Thermal integrity is becoming much harder to predict accurately in 2.5D and 3D-IC, creating a cascade of issues that can affect everything from how a system behaves to reliability in the field.

Over the past decade, silicon interposer technology has evolved from a simple interconnect into a critical enabler for heterogeneous integration. Interposers today may contain tens of dies or chiplets, with millions of connections, and ever-increasing performance, power, and area requirements. In fact, it is not uncommon to see a heterogeneous integrated design on interposers with area above 2,000 mm², drawing 600 watts of power for the system, and requiring very high I/O bandwidth. With that kind of power, thermal integrity is now a first-order concern, and one that makes it much more difficult to sign-off on schedule with high confidence.

A number of tools exist to understand and model thermal effects in heterogenous silicon interposer designs, but most of those are disconnected today. Work is underway here, but it’s not a simple fix. It isn’t always clear exactly what the tools are supposed to do and how all the pieces fit together.

“The general challenge that people are facing is starting from the idea that, ‘Let’s just assume these things are tiny boards. We’ll apply the same techniques that we’ve applied at board level and package level forever, and we’ll just scale down and they will work,” said Rob Aitken, distinguished architect at Synopsys. “That’s kind of true, but there are a couple of new dimensions to it. First, the people doing this now are different people than have been doing it in the past. Previously, package and board engineers did this. Now it’s chip people working on it, as well.”

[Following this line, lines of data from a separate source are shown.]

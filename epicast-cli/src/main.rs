//! CLI entry point for the epicast cascade simulator.
//!
//! Parses command-line arguments with clap, runs the epidemic trials,
//! renders the summary to stdout, and maps errors to appropriate exit
//! codes. Logging is initialized eagerly so subsequent operations can emit
//! structured diagnostics via `tracing`.

use std::io::{self, BufWriter, Write};
use std::process::ExitCode;

use anyhow::{Context, Result};
use clap::Parser;

use epicast_cli::{
    cli::{Cli, CliError, render_summary, run_cli},
    logging::{self, LoggingError},
};
use tracing::{error, field};

/// Parse CLI arguments, execute the command, render the summary, and flush
/// the output stream.
fn try_main() -> Result<()> {
    let cli = Cli::parse();
    let summary = run_cli(cli).context("failed to execute command")?;
    let stdout = io::stdout();
    let mut writer = BufWriter::new(stdout.lock());
    render_summary(&summary, &mut writer).context("failed to render summary")?;
    writer.flush().context("failed to flush output")?;
    Ok(())
}

fn main() -> ExitCode {
    if let Err(err) = logging::init_logging() {
        report_logging_init_error(&err);
        return ExitCode::FAILURE;
    }

    if let Err(err) = try_main() {
        let (code, network_code) = err
            .downcast_ref::<CliError>()
            .and_then(|cli_error| match cli_error {
                CliError::Core(core) => Some((Some(core.code()), core.network_code())),
                _ => None,
            })
            .unwrap_or((None, None));

        let code_field = code.map(|code| field::display(code.as_str()));
        let network_code_field = network_code.map(|code| field::display(code.as_str()));

        error!(
            error = %err,
            code = code_field,
            network_code = network_code_field,
            "command execution failed"
        );
        return ExitCode::FAILURE;
    }

    ExitCode::SUCCESS
}

#[expect(
    clippy::print_stderr,
    reason = "Emit one-off diagnostic before tracing is initialized"
)]
fn report_logging_init_error(err: &LoggingError) {
    eprintln!("failed to initialize logging: {err}");
}
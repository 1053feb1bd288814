//! Command-line interface orchestration for the epicast simulator.
//!
//! Offers a `run` command that loads a contact network and epidemic
//! definitions from text files, executes the cascade trials, and renders a
//! summary.

mod commands;

pub use commands::{
    Cli, CliError, Command, RunCommand, RunSummary, render_summary, run_cli,
};

#[cfg(test)]
mod tests;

There are other significant shifts. “As we go to these 3D assemblies, it’s important to keep in mind that we’re crossing the domains of what used to be,” said Joseph Davis, senior director for Calibre interfaces and EM/IR product management at Siemens Digital Industries Software. “There used to be chip people who would put the chips in a package. Then we had system-in-package and MCM options. A lot of those lines have been blurred. So who owns what? There are the packaging folks who are doing packaging and systems simulation. To them, the whole die has a temperature, so the resolution there is on the centimeter size for looking at the heat dissipation on the board or in inside an enclosure. Then there’s the IC team, which now doesn’t have just one IC. There’s an assembly of ICs stuck all together. This IC team looks at things at the resolution of microns. They need to know the distribution across the whole thing, and so forth. The resolution there is a challenge. But really, the physics and technical problems are the easiest part to solve here. The real problem is that whenever you cross organizational boundaries, you have a real problem. We are now putting multiple die together sometimes from different technologies, sometimes from different foundries. Even within a single foundry, every die stack is unique. There’s not a process for getting all of that information into the tool.”


Fig. 1: Advanced packages using interposer, bumps, micro-bumps, and through-silicon vias. Source: Siemens

To make this work there must be communication among all parties — the company designing the chip, the EDA tool providers, the foundries, and the packaging house.

“Even if it’s one foundry, we all have to figure out all the things that need to come in and get all the things set up to do the work,” Davis said. “Then there are the packaging and the systems guys who are thinking in millimeters. So there are two very different user bases, each with different resolutions they work on.”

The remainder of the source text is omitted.